The expected output is the data below, restated word for word.

[Opening Given data section]

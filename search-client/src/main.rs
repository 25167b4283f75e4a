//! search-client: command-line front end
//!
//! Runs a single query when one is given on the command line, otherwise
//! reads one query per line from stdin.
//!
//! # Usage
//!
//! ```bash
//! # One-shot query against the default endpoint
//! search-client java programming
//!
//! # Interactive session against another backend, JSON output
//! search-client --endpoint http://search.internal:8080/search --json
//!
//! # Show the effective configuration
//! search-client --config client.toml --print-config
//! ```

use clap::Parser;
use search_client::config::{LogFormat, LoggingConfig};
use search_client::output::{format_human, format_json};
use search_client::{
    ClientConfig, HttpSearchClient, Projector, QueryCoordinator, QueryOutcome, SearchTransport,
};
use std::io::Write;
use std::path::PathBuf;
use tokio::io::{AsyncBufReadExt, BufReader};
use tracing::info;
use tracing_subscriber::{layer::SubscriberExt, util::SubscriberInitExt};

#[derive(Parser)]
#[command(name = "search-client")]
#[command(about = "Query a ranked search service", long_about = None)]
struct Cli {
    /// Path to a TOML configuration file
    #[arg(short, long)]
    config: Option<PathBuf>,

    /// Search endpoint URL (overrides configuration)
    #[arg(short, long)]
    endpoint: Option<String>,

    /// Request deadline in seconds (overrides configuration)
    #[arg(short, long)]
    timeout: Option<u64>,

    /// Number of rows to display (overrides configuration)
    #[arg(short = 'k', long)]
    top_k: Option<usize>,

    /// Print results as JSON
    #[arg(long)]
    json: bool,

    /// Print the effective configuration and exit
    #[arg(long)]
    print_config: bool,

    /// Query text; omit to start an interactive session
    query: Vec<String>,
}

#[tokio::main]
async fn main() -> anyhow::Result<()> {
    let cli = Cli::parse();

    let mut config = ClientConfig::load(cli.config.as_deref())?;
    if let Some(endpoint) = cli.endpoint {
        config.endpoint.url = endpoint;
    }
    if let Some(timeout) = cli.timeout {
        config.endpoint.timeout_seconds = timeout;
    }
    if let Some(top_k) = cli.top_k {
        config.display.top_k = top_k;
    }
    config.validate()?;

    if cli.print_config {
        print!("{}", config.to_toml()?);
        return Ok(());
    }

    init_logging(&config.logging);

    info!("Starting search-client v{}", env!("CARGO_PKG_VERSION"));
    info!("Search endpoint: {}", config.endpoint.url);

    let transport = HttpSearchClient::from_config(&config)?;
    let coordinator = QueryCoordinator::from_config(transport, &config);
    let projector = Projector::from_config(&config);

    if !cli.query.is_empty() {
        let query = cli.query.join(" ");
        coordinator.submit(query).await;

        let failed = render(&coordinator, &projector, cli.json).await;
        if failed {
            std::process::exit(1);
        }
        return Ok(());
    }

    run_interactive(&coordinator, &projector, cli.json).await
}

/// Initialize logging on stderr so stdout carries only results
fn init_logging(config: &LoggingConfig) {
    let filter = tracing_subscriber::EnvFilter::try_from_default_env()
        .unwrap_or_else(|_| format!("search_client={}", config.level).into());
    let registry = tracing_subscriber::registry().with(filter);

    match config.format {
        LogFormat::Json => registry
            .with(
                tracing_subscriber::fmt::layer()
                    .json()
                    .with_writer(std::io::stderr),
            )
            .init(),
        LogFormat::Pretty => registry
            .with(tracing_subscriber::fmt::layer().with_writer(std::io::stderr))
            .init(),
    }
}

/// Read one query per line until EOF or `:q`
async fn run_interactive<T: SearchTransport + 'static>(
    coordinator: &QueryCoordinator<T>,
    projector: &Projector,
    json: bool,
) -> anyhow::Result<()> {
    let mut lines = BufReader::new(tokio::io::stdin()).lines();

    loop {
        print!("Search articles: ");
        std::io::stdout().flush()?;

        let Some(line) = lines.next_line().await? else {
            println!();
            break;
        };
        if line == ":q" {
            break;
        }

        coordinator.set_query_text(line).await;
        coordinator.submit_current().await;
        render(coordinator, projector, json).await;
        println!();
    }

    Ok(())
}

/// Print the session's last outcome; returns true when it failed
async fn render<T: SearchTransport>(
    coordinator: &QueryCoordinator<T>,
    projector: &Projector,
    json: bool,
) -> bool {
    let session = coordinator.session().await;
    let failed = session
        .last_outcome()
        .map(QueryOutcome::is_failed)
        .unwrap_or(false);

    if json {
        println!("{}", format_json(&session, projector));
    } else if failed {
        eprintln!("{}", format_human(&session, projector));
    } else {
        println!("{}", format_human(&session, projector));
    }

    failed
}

[Closing Given data section]

Exercise response:
filename search-client/src/main.rs
repository 25167b4283f75e4a
//! search-client: command-line front end
//!
//! Runs a single query when one is given on the command line, otherwise
//! reads one query per line from stdin.
//!
//! # Usage
//!
//! ```bash
//! # One-shot query against the default endpoint
//! search-client java programming
//!
//! # Interactive session against another backend, JSON output
//! search-client --endpoint http://search.internal:8080/search --json
//!
//! # Show the effective configuration
//! search-client --config client.toml --print-config
//! ```

use clap::Parser;
use search_client::config::{LogFormat, LoggingConfig};
use search_client::output::{format_human, format_json};
use search_client::{
    ClientConfig, HttpSearchClient, Projector, QueryCoordinator, QueryOutcome, SearchTransport,
};
use std::io::Write;
use std::path::PathBuf;
use tokio::io::{AsyncBufReadExt, BufReader};
use tracing::info;
use tracing_subscriber::{layer::SubscriberExt, util::SubscriberInitExt};

#[derive(Parser)]
#[command(name = "search-client")]
#[command(about = "Query a ranked search service", long_about = None)]
struct Cli {
    /// Path to a TOML configuration file
    #[arg(short, long)]
    config: Option<PathBuf>,

    /// Search endpoint URL (overrides configuration)
    #[arg(short, long)]
    endpoint: Option<String>,

    /// Request deadline in seconds (overrides configuration)
    #[arg(short, long)]
    timeout: Option<u64>,

    /// Number of rows to display (overrides configuration)
    #[arg(short = 'k', long)]
    top_k: Option<usize>,

    /// Print results as JSON
    #[arg(long)]
    json: bool,

    /// Print the effective configuration and exit
    #[arg(long)]
    print_config: bool,

    /// Query text; omit to start an interactive session
    query: Vec<String>,
}

#[tokio::main]
async fn main() -> anyhow::Result<()> {
    let cli = Cli::parse();

    let mut config = ClientConfig::load(cli.config.as_deref())?;
    if let Some(endpoint) = cli.endpoint {
        config.endpoint.url = endpoint;
    }
    if let Some(timeout) = cli.timeout {
        config.endpoint.timeout_seconds = timeout;
    }
    if let Some(top_k) = cli.top_k {
        config.display.top_k = top_k;
    }
    config.validate()?;

    if cli.print_config {
        print!("{}", config.to_toml()?);
        return Ok(());
    }

    init_logging(&config.logging);

    info!("Starting search-client v{}", env!("CARGO_PKG_VERSION"));
    info!("Search endpoint: {}", config.endpoint.url);

    let transport = HttpSearchClient::from_config(&config)?;
    let coordinator = QueryCoordinator::from_config(transport, &config);
    let projector = Projector::from_config(&config);

    if !cli.query.is_empty() {
        let query = cli.query.join(" ");
        coordinator.submit(query).await;

        let failed = render(&coordinator, &projector, cli.json).await;
        if failed {
            std::process::exit(1);
        }
        return Ok(());
    }

    run_interactive(&coordinator, &projector, cli.json).await
}

/// Initialize logging on stderr so stdout carries only results
fn init_logging(config: &LoggingConfig) {
    let filter = tracing_subscriber::EnvFilter::try_from_default_env()
        .unwrap_or_else(|_| format!("search_client={}", config.level).into());
    let registry = tracing_subscriber::registry().with(filter);

    match config.format {
        LogFormat::Json => registry
            .with(
                tracing_subscriber::fmt::layer()
                    .json()
                    .with_writer(std::io::stderr),
            )
            .init(),
        LogFormat::Pretty => registry
            .with(tracing_subscriber::fmt::layer().with_writer(std::io::stderr))
            .init(),
    }
}

/// Read one query per line until EOF or `:q`
async fn run_interactive<T: SearchTransport + 'static>(
    coordinator: &QueryCoordinator<T>,
    projector: &Projector,
    json: bool,
) -> anyhow::Result<()> {
    let mut lines = BufReader::new(tokio::io::stdin()).lines();

    loop {
        print!("Search articles: ");
        std::io::stdout().flush()?;

        let Some(line) = lines.next_line().await? else {
            println!();
            break;
        };
        if line == ":q" {
            break;
        }

        coordinator.set_query_text(line).await;
        coordinator.submit_current().await;
        render(coordinator, projector, json).await;
        println!();
    }

    Ok(())
}

/// Print the session's last outcome; returns true when it failed
async fn render<T: SearchTransport>(
    coordinator: &QueryCoordinator<T>,
    projector: &Projector,
    json: bool,
) -> bool {
    let session = coordinator.session().await;
    let failed = session
        .last_outcome()
        .map(QueryOutcome::is_failed)
        .unwrap_or(false);

    if json {
        println!("{}", format_json(&session, projector));
    } else if failed {
        eprintln!("{}", format_human(&session, projector));
    } else {
        println!("{}", format_human(&session, projector));
    }

    failed
}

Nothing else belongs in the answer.